At Zomato we have more than half a billion images used in various aspects of our platform. On a daily basis, we deal with close to 100 thousand new images. When you look at the size of the data, this turns into petabytes of images in total, with a daily influx of approximately 500 GBs of fresh images. This blog will go in details about how we built a neural network based machine learning model to classify images based on their content into categories like food, ambiance, menu etc. We will also discuss about the challenges we faced when deploying such a model at Zomato’s scale and our learning & evolution from deploying this first model.
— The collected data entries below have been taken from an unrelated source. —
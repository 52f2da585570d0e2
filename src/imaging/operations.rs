//! High-level resize operation.
//!
//! [`plan`] combines the pure calculations into a [`Plan`]; [`resize_with_backend`]
//! executes a plan against a [`RasterBackend`].

use super::backend::{Dimensions, RasterBackend};
use super::calculations::{Geometry, Size, calculate_output_size, plan_geometry};
use super::error::ResizeError;
use super::params::{CodecParams, map_quality};
use crate::options::{Format, Options};
use serde::Serialize;

/// Result type for resize operations.
pub type Result<T> = std::result::Result<T, ResizeError>;

/// Encoded output of one resize.
#[derive(Debug, Clone, PartialEq, Eq)]
pub struct ProcessResult {
    pub width: u32,
    pub height: u32,
    pub data: Vec<u8>,
}

/// Every decision for one image, computed without touching pixels.
#[derive(Debug, Clone, PartialEq, Serialize)]
pub struct Plan {
    pub source: Dimensions,
    pub geometry: Geometry,
    pub format: Format,
    pub params: CodecParams,
}

impl Plan {
    pub fn output(&self) -> Size {
        self.geometry.output()
    }
}

/// Plan a resize without executing it.
pub fn plan(options: &Options, source: Dimensions) -> Result<Plan> {
    let output = calculate_output_size(options, source);
    let geometry = plan_geometry(output, source, options.algo, options.gravity)?;
    let params = map_quality(options.format, options.quality, options.progressive);

    log::debug!(
        "{}x{} -> {}x{} ({}, {}, ratio {:.4}), {} {:?}",
        source.width,
        source.height,
        output.width,
        output.height,
        options.algo,
        options.gravity,
        geometry.ratio(),
        options.format,
        params
    );

    Ok(Plan {
        source,
        geometry,
        format: options.format,
        params,
    })
}

/// Decode, resize and re-encode `data` according to `options`.
///
/// Every raster created along the way is dropped before returning, on the
/// error paths too.
pub fn resize_with_backend<B: RasterBackend>(
    backend: &B,
    data: &[u8],
    options: &Options,
) -> Result<ProcessResult> {
    if data.is_empty() {
        return Err(ResizeError::NoData);
    }

    let source = backend.decode(data).map_err(ResizeError::decode)?;
    let dims = backend.dimensions(&source);
    if dims.width == 0 || dims.height == 0 {
        return Err(ResizeError::InvalidSourceFormat);
    }

    let plan = plan(options, dims)?;

    let output = match plan.geometry {
        Geometry::Fit {
            canvas, placement, ..
        } => {
            let mut dst = backend.canvas(&source, canvas);
            backend.fill(&mut dst, options.background);
            let placed = backend.resize(&source, placement.size());
            backend.paste(&mut dst, &placed, placement.x, placement.y);
            dst
        }
        Geometry::Fill {
            intermediate, crop, ..
        } => {
            let mid = backend.resize(&source, intermediate);
            backend.crop(&mid, crop)
        }
    };
    drop(source);

    let data = backend
        .encode(&output, plan.format, &plan.params)
        .map_err(ResizeError::encode)?;

    let size = plan.output();
    Ok(ProcessResult {
        width: size.width,
        height: size.height,
        data,
    })
}
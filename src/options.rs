//! Caller-supplied resize options.
//!
//! [`Options`] is the immutable input to the sizing core. The enum-like knobs
//! ([`Algo`], [`Gravity`], [`Format`]) are closed sum types so the placement
//! table and the codec mapping are checked for exhaustiveness. Each one also
//! carries a stable numeric code (`TryFrom<u8>`) for callers that pass
//! options across a process or language boundary, plus `FromStr`/serde names
//! used by the CLI and `config.toml`.

use serde::{Deserialize, Serialize};
use std::fmt;
use std::str::FromStr;
use thiserror::Error;

/// A string or numeric code that does not name a known variant.
#[derive(Error, Debug, Clone, PartialEq, Eq)]
#[error("unknown {kind}: {value}")]
pub struct UnknownVariant {
    pub kind: &'static str,
    pub value: String,
}

impl UnknownVariant {
    fn new(kind: &'static str, value: impl fmt::Display) -> Self {
        Self {
            kind,
            value: value.to_string(),
        }
    }
}

/// Resize strategy.
#[derive(Debug, Clone, Copy, Default, PartialEq, Eq, Hash, Serialize, Deserialize)]
#[serde(rename_all = "lowercase")]
pub enum Algo {
    /// Letterbox: the whole source is visible, padding fills the rest.
    #[default]
    Fit,
    /// Crop: the canvas is fully covered, overflow is cut away.
    Fill,
}

impl Algo {
    /// Diagnostic label for a raw numeric code; `"invalid"` if unknown.
    pub fn label_for_code(code: i64) -> &'static str {
        u8::try_from(code)
            .ok()
            .and_then(|c| Algo::try_from(c).ok())
            .map(Algo::as_str)
            .unwrap_or("invalid")
    }

    pub fn as_str(self) -> &'static str {
        match self {
            Algo::Fit => "fit",
            Algo::Fill => "fill",
        }
    }
}

impl fmt::Display for Algo {
    fn fmt(&self, f: &mut fmt::Formatter<'_>) -> fmt::Result {
        f.write_str(self.as_str())
    }
}

impl TryFrom<u8> for Algo {
    type Error = UnknownVariant;

    fn try_from(code: u8) -> Result<Self, Self::Error> {
        match code {
            0 => Ok(Algo::Fit),
            1 => Ok(Algo::Fill),
            other => Err(UnknownVariant::new("algo", other)),
        }
    }
}

impl FromStr for Algo {
    type Err = UnknownVariant;

    fn from_str(s: &str) -> Result<Self, Self::Err> {
        match s.to_ascii_lowercase().as_str() {
            "fit" => Ok(Algo::Fit),
            "fill" => Ok(Algo::Fill),
            _ => Err(UnknownVariant::new("algo", s)),
        }
    }
}

/// Anchor used to place the image (FIT) or the crop window (FILL).
#[derive(Debug, Clone, Copy, Default, PartialEq, Eq, Hash, Serialize, Deserialize)]
#[serde(rename_all = "snake_case")]
pub enum Gravity {
    #[default]
    Center,
    North,
    South,
    West,
    East,
    NorthWest,
    NorthEast,
    SouthWest,
    SouthEast,
}

impl Gravity {
    pub const ALL: [Gravity; 9] = [
        Gravity::Center,
        Gravity::North,
        Gravity::South,
        Gravity::West,
        Gravity::East,
        Gravity::NorthWest,
        Gravity::NorthEast,
        Gravity::SouthWest,
        Gravity::SouthEast,
    ];

    pub fn as_str(self) -> &'static str {
        match self {
            Gravity::Center => "center",
            Gravity::North => "north",
            Gravity::South => "south",
            Gravity::West => "west",
            Gravity::East => "east",
            Gravity::NorthWest => "north_west",
            Gravity::NorthEast => "north_east",
            Gravity::SouthWest => "south_west",
            Gravity::SouthEast => "south_east",
        }
    }
}

impl fmt::Display for Gravity {
    fn fmt(&self, f: &mut fmt::Formatter<'_>) -> fmt::Result {
        f.write_str(self.as_str())
    }
}

impl TryFrom<u8> for Gravity {
    type Error = UnknownVariant;

    fn try_from(code: u8) -> Result<Self, Self::Error> {
        Gravity::ALL
            .get(code as usize)
            .copied()
            .ok_or_else(|| UnknownVariant::new("gravity", code))
    }
}

impl FromStr for Gravity {
    type Err = UnknownVariant;

    /// Accepts `north_west`, `north-west` and `northwest` spellings.
    fn from_str(s: &str) -> Result<Self, Self::Err> {
        let normalized: String = s
            .chars()
            .filter(|c| *c != '_' && *c != '-')
            .map(|c| c.to_ascii_lowercase())
            .collect();
        Gravity::ALL
            .into_iter()
            .find(|g| g.as_str().replace('_', "") == normalized)
            .ok_or_else(|| UnknownVariant::new("gravity", s))
    }
}

/// Output codec.
#[derive(Debug, Clone, Copy, Default, PartialEq, Eq, Hash, Serialize, Deserialize)]
#[serde(rename_all = "lowercase")]
pub enum Format {
    #[default]
    Jpeg,
    Webp,
    Png,
}

impl Format {
    /// File extension used for output paths and as the encoder hint.
    pub fn extension(self) -> &'static str {
        match self {
            Format::Jpeg => "jpg",
            Format::Webp => "webp",
            Format::Png => "png",
        }
    }

    pub fn as_str(self) -> &'static str {
        match self {
            Format::Jpeg => "jpeg",
            Format::Webp => "webp",
            Format::Png => "png",
        }
    }
}

impl fmt::Display for Format {
    fn fmt(&self, f: &mut fmt::Formatter<'_>) -> fmt::Result {
        f.write_str(self.as_str())
    }
}

impl TryFrom<u8> for Format {
    type Error = UnknownVariant;

    fn try_from(code: u8) -> Result<Self, Self::Error> {
        match code {
            0 => Ok(Format::Jpeg),
            1 => Ok(Format::Webp),
            2 => Ok(Format::Png),
            other => Err(UnknownVariant::new("format", other)),
        }
    }
}

impl FromStr for Format {
    type Err = UnknownVariant;

    fn from_str(s: &str) -> Result<Self, Self::Err> {
        match s.to_ascii_lowercase().as_str() {
            "jpeg" | "jpg" => Ok(Format::Jpeg),
            "webp" => Ok(Format::Webp),
            "png" => Ok(Format::Png),
            _ => Err(UnknownVariant::new("format", s)),
        }
    }
}

/// Letterbox padding colour for FIT, stored as `[r, g, b]`.
#[derive(Debug, Clone, Copy, Default, PartialEq, Eq, Hash, Serialize, Deserialize)]
#[serde(transparent)]
pub struct Background(pub [u8; 3]);

impl Background {
    pub fn rgb(r: u8, g: u8, b: u8) -> Self {
        Self([r, g, b])
    }
}

impl FromStr for Background {
    type Err = UnknownVariant;

    /// Parses `R,G,B` (decimal) or `#rrggbb`.
    fn from_str(s: &str) -> Result<Self, Self::Err> {
        let invalid = || UnknownVariant::new("background", s);
        if let Some(hex) = s.strip_prefix('#') {
            if hex.len() != 6 || !hex.bytes().all(|b| b.is_ascii_hexdigit()) {
                return Err(invalid());
            }
            let channel = |i: usize| u8::from_str_radix(&hex[i..i + 2], 16).map_err(|_| invalid());
            return Ok(Self([channel(0)?, channel(2)?, channel(4)?]));
        }
        let parts: Vec<u8> = s
            .split(',')
            .map(|p| p.trim().parse::<u8>().map_err(|_| invalid()))
            .collect::<Result<_, _>>()?;
        match parts.as_slice() {
            [r, g, b] => Ok(Self([*r, *g, *b])),
            _ => Err(invalid()),
        }
    }
}

/// Requested output size, strategy, and encoding.
#[derive(Debug, Clone, Default, PartialEq, Eq, Serialize, Deserialize)]
pub struct Options {
    /// Explicit target width; 0 uses the source width.
    pub width: u32,
    /// Explicit target height; 0 uses the source height.
    pub height: u32,
    /// Bound on the longer side. Wins over `max_height` and `max_width`.
    pub max_side: u32,
    pub max_width: u32,
    /// Wins over `max_width`.
    pub max_height: u32,
    pub algo: Algo,
    pub gravity: Gravity,
    pub background: Background,
    pub format: Format,
    /// 0–100, 0 meaning "format default". Out-of-range values are clamped.
    pub quality: i32,
    /// JPEG only.
    pub progressive: bool,
}
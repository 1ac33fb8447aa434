// -*- mode: rust; -*-
//
// This file is part of pairing-tss.
// See LICENSE for licensing information.

//! Signature schemas: a curve plus the choice of which pairing group carries
//! signatures, packed into the one byte that prefixes every serialized key
//! and signature.

use std::convert::TryFrom;

use crate::adapter::GroupId;
use crate::algebra::{BilinearPairing, Curve, Field, Group};
use crate::Error;

/// Which source group holds signatures; public keys live in the other one.
#[derive(Copy, Clone, Debug, Eq, PartialEq, Hash, PartialOrd, Ord)]
#[cfg_attr(feature = "serde", derive(serde::Serialize, serde::Deserialize))]
pub enum GroupAssignment {
    /// Signatures in G1, public keys in G2.
    SigInG1 = 0,
    /// Signatures in G2, public keys in G1.
    SigInG2 = 1,
}

impl GroupAssignment {
    fn signature_group(self) -> GroupId {
        match self {
            GroupAssignment::SigInG1 => GroupId::G1,
            GroupAssignment::SigInG2 => GroupId::G2,
        }
    }
}

/// A curve and a group assignment.
#[derive(Copy, Clone, Debug, Eq, PartialEq, Hash)]
#[cfg_attr(feature = "serde", derive(serde::Serialize, serde::Deserialize))]
#[cfg_attr(feature = "serde", serde(try_from = "u8"))]
#[cfg_attr(feature = "serde", serde(into = "u8"))]
pub struct SignatureSchema {
    curve: Curve,
    group_assignment: GroupAssignment,
}

impl SignatureSchema {
    /// The schema used when nothing else is configured.
    pub const DEFAULT: SignatureSchema = SignatureSchema {
        curve: Curve::BLS12_381,
        group_assignment: GroupAssignment::SigInG1,
    };

    /// Combines a curve and a group assignment.
    pub fn create(curve: Curve, group_assignment: GroupAssignment) -> SignatureSchema {
        SignatureSchema {
            curve,
            group_assignment,
        }
    }

    /// Unpacks a schema id byte: the top bit is the group assignment and the
    /// low seven bits the curve id.
    pub fn from_id_byte(id_byte: u8) -> SignatureSchema {
        let group_assignment = if id_byte & 0x80 == 0 {
            GroupAssignment::SigInG1
        } else {
            GroupAssignment::SigInG2
        };
        SignatureSchema {
            // masked to seven bits, always in range
            curve: Curve::from_masked_id(id_byte & 0x7f),
            group_assignment,
        }
    }

    /// Packs this schema into its id byte.
    pub fn id_byte(&self) -> u8 {
        ((self.group_assignment as u8) << 7) | self.curve.id()
    }

    /// The curve.
    pub fn curve(&self) -> Curve {
        self.curve
    }

    /// The group assignment.
    pub fn group_assignment(&self) -> GroupAssignment {
        self.group_assignment
    }

    /// The group public keys live in.
    pub fn public_key_group(&self) -> Result<Group, Error> {
        self.curve
            .group(self.group_assignment.signature_group().opposite())
    }

    /// The group signatures live in.
    pub fn signature_group(&self) -> Result<Group, Error> {
        self.curve.group(self.group_assignment.signature_group())
    }

    /// The scalar field private keys live in.
    pub fn field(&self) -> Result<Field, Error> {
        self.curve.field()
    }

    /// The pairing used for verification.
    pub fn pairing(&self) -> Result<BilinearPairing, Error> {
        self.curve.pairing()
    }
}

impl Default for SignatureSchema {
    fn default() -> Self {
        SignatureSchema::DEFAULT
    }
}

impl From<SignatureSchema> for u8 {
    fn from(schema: SignatureSchema) -> u8 {
        schema.id_byte()
    }
}

impl TryFrom<u8> for SignatureSchema {
    type Error = Error;

    fn try_from(id_byte: u8) -> Result<Self, Self::Error> {
        Ok(SignatureSchema::from_id_byte(id_byte))
    }
}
Why do we need to classify images?

As a restaurant search, discovery and delivery platform, the two biggest sources for images are:

  1. Images uploaded by users when they visit/order a restaurant and write reviews about them on Zomato
  2. Images our team collects from the restaurants while listing them on the platform

At Zomato, we have several use-cases for image classification:

  1. We can help users find out ambiance images quickly if we show images in collections like food, ambiance. Earlier for some restaurants, we manually tagged ~10–20 images as food & ambiance shots. To make this more useful for our users, we wanted to categorize all images uploaded on any restaurant across platform.
  2. The ratio of images uploaded on zomato is heavily biased towards food as compared to ambiance. This helps quickly surface the ambiance images to users.
  3. The quality of the content of our platform is very important to us. To ensure good content quality, we have a team of moderators who work tirelessly to ensure that only the best content is show to our users. Having this tagging like human/selfies etc. will help us improve the overall photo moderation TAT.
  4. Along similar lines, if something looks like a menu, we’d like our content team to have a look at it and not show this to our users. We want to ensure that only the highest quality menu images are shown to users (the ones manually verified by our data collection team)

How we built this?

Image Classification is pretty straight forward from tech standpoint when you’re doing it in jupyter notebook. It was more challenging for us because this was our first deep learning based project going live. Moreover, to exacerbate our problems, the scale for this was enormous. We had to build a system that could moderate close to half a million images on a daily basis. We trained this model for the first time in 2016. This blog post will be a combination of things that we did when we built this model for the first time and also pointer to what we would do when retraining this now.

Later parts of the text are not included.